I’ll share a bit of the reggae, and jazz too possibly, in subsequent posts, but today will focus on the small batch of singles I bought that were perfectly representative of the strange mixed box. There was just some really random stuff in this box. By way of example I found some household names (think Lennon, Springsteen, Dylan), a few pic sleeved 45s from the outskirts of punk (TRB, Roogalator), some that just had interesting titles (Housewife's Choice, and Christine/S-E-X, this one sung by Miss X who turns out to be Lionel Blair's sister).... and some kiddie soul. “How much?”, I asked. “50p or £1”, was the reply. There was nothing obvious to determine which of these 45s commanded the dizzy heights of a £1 asking price. I made my selection and handed them over requesting a price.

It turned out two of the singles in my hand commanded the £1 price. And how was this determined? They had a small green spot sticker on the sleeves. Now I'm left puzzled as to why someone would go to such lengths to try and squeeze out an extra 50p on just a few of these records? Of course I'm equally puzzled as to why I decided to put the Dylan one back when I was told that one was a green spotter! I know, I don't like Dylan, but I'm sure I could have still made a small profit on flipping it. I don't like Springsteen either, but I bought that one for the same reason.

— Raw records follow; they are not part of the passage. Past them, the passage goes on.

use crate::model::mode::ModeConfig;
use crate::model::suit::Suit;
use serde::{Deserialize, Serialize};

/// A player occupying a seat for the duration of a game. The external `id`
/// may be remapped on reconnection; the seat index is the stable key.
#[derive(Debug, Clone, PartialEq, Eq, Serialize, Deserialize)]
pub struct SeatedPlayer {
    pub id: String,
    pub name: String,
    pub team: Option<usize>,
    pub seat_index: usize,
    pub is_bot: bool,
    pub user_id: Option<String>,
}

impl SeatedPlayer {
    pub fn new(id: impl Into<String>, name: impl Into<String>, team: usize) -> Self {
        Self {
            id: id.into(),
            name: name.into(),
            team: Some(team),
            seat_index: 0,
            is_bot: false,
            user_id: None,
        }
    }

    pub fn bot(id: impl Into<String>, name: impl Into<String>, team: usize) -> Self {
        Self {
            is_bot: true,
            ..Self::new(id, name, team)
        }
    }
}

/// Display-only hand ordering preference. Has no gameplay effect.
#[derive(Debug, Clone, Copy, PartialEq, Eq, Serialize, Deserialize)]
pub struct SortPreference {
    pub suit_order: [Suit; 4],
    pub rank_ascending: bool,
}

impl Default for SortPreference {
    fn default() -> Self {
        Self {
            suit_order: [Suit::Spades, Suit::Hearts, Suit::Clubs, Suit::Diamonds],
            rank_ascending: false,
        }
    }
}

impl SortPreference {
    pub fn suit_position(&self, suit: Suit) -> usize {
        self.suit_order
            .iter()
            .position(|&s| s == suit)
            .unwrap_or(self.suit_order.len())
    }
}

/// Orders players so team members sit non-adjacently (opposite each other in
/// the classic and polygon layouts) by interleaving teams round-robin.
pub fn arrange_seating(mode: &ModeConfig, players: &[SeatedPlayer]) -> Vec<SeatedPlayer> {
    let mut by_team: Vec<Vec<SeatedPlayer>> = vec![Vec::new(); mode.team_count()];
    let mut unassigned: Vec<SeatedPlayer> = Vec::new();

    for player in players {
        match player.team {
            Some(team) if team < by_team.len() => by_team[team].push(player.clone()),
            _ => unassigned.push(player.clone()),
        }
    }

    let mut seated = Vec::with_capacity(players.len());
    let mut exhausted = false;
    while !exhausted {
        exhausted = true;
        for members in &mut by_team {
            if let Some(player) = members.first().cloned() {
                members.remove(0);
                seated.push(player);
                exhausted = false;
            }
        }
    }
    seated.extend(unassigned);

    for (index, player) in seated.iter_mut().enumerate() {
        player.seat_index = index;
    }
    seated
}

#[cfg(test)]
mod tests {
    use super::{SeatedPlayer, SortPreference, arrange_seating};
    use crate::model::mode::mode_for;
    use crate::model::suit::Suit;

    #[test]
    fn seating_interleaves_partners() {
        let mode = mode_for(4);
        let players = vec![
            SeatedPlayer::new("a", "Ann", 0),
            SeatedPlayer::new("b", "Bob", 0),
            SeatedPlayer::new("c", "Cam", 1),
            SeatedPlayer::new("d", "Dee", 1),
        ];
        let seated = arrange_seating(mode, &players);
        let teams: Vec<_> = seated.iter().map(|p| p.team.unwrap()).collect();
        assert_eq!(teams, vec![0, 1, 0, 1]);
        assert_eq!(seated[2].seat_index, 2);
    }

    #[test]
    fn seating_handles_spoiler_team() {
        let mode = mode_for(5);
        let players = vec![
            SeatedPlayer::new("a", "Ann", 0),
            SeatedPlayer::new("b", "Bob", 0),
            SeatedPlayer::new("c", "Cam", 1),
            SeatedPlayer::new("d", "Dee", 1),
            SeatedPlayer::new("e", "Eve", 2),
        ];
        let seated = arrange_seating(mode, &players);
        assert_eq!(seated.len(), 5);
        let teams: Vec<_> = seated.iter().map(|p| p.team.unwrap()).collect();
        assert_eq!(teams, vec![0, 1, 2, 0, 1]);
    }

    #[test]
    fn default_sort_preference_leads_with_spades() {
        let pref = SortPreference::default();
        assert_eq!(pref.suit_position(Suit::Spades), 0);
        assert!(!pref.rank_ascending);
    }
}
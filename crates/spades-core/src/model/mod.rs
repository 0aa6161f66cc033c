pub mod card;
pub mod deck;
pub mod hand;
pub mod mode;
pub mod player;
pub mod rank;
pub mod score;
pub mod settings;
pub mod suit;
pub mod team;
pub mod trick;
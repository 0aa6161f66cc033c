use core::fmt;
use serde::{Deserialize, Serialize};

#[derive(Debug, Clone, Copy, PartialEq, Eq, PartialOrd, Ord, Hash, Serialize, Deserialize)]
#[repr(u8)]
pub enum Suit {
    Spades = 0,
    Hearts = 1,
    Diamonds = 2,
    Clubs = 3,
}

impl Suit {
    /// Deck-building order. Also the fill order for removed/mega cards.
    pub const ALL: [Suit; 4] = [Suit::Spades, Suit::Hearts, Suit::Diamonds, Suit::Clubs];

    pub const fn from_index(index: usize) -> Option<Self> {
        match index {
            0 => Some(Suit::Spades),
            1 => Some(Suit::Hearts),
            2 => Some(Suit::Diamonds),
            3 => Some(Suit::Clubs),
            _ => None,
        }
    }

    pub const fn index(self) -> usize {
        self as usize
    }

    pub const fn is_spade(self) -> bool {
        matches!(self, Suit::Spades)
    }
}

impl fmt::Display for Suit {
    fn fmt(&self, f: &mut fmt::Formatter<'_>) -> fmt::Result {
        let symbol = match self {
            Suit::Spades => "S",
            Suit::Hearts => "H",
            Suit::Diamonds => "D",
            Suit::Clubs => "C",
        };
        f.write_str(symbol)
    }
}
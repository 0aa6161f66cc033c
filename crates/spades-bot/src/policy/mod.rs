mod heuristic;

pub use heuristic::HeuristicPolicy;

use crate::bot::BotView;
use spades_core::model::card::Card;

/// Context provided to policies for decision-making
pub struct PolicyContext<'a> {
    pub view: BotView<'a>,
}

/// A bid, plus whether it was placed blind before looking at the hand.
/// `blind_nil` implies `bid == 0`.
#[derive(Debug, Clone, Copy, PartialEq, Eq)]
pub struct BidDecision {
    pub bid: u8,
    pub blind_nil: bool,
}

/// Unified interface for AI decision-making (heuristic and future policies)
pub trait Policy: Send {
    /// Choose a bid (called during Bidding phase)
    fn choose_bid(&mut self, ctx: &PolicyContext) -> BidDecision;

    /// Choose 1 card to play (called during Playing phase)
    fn choose_play(&mut self, ctx: &PolicyContext) -> Card;
}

Anyway, kiddie soul? Yes, that's what I said. As far as I remember now there were just two big holers (i.e. US singles) in this little box. I always get excited when I find US 45s, and I recognised the labels. Soul! So I bagged them. I knew The Eight Minutes were a kiddie group – following the Jackson Five template, except there were eight of them – but I didn't know until I got home and playd this record and did a bit of research that Leonard 'Lil Man' Kaigler was also a child singer – and he sounds almost uncannily like a young MJ. The 'Lil Man' commanded a green spot. I have no idea why. Neither record is highly prized but The Eight Minutes seems to have a slightly higher price on Discogs.

Here are both. Do you think the green spot was justified? On first hearing I said no, but now I'm not so sure. Perhaps the title, which is rather unfortunate, tips the balance. Hang on, now I'm obsessing over green spots, this is stupid!




PS. I only noticed when I copied these that they both have the same release number – 533. What were the chances?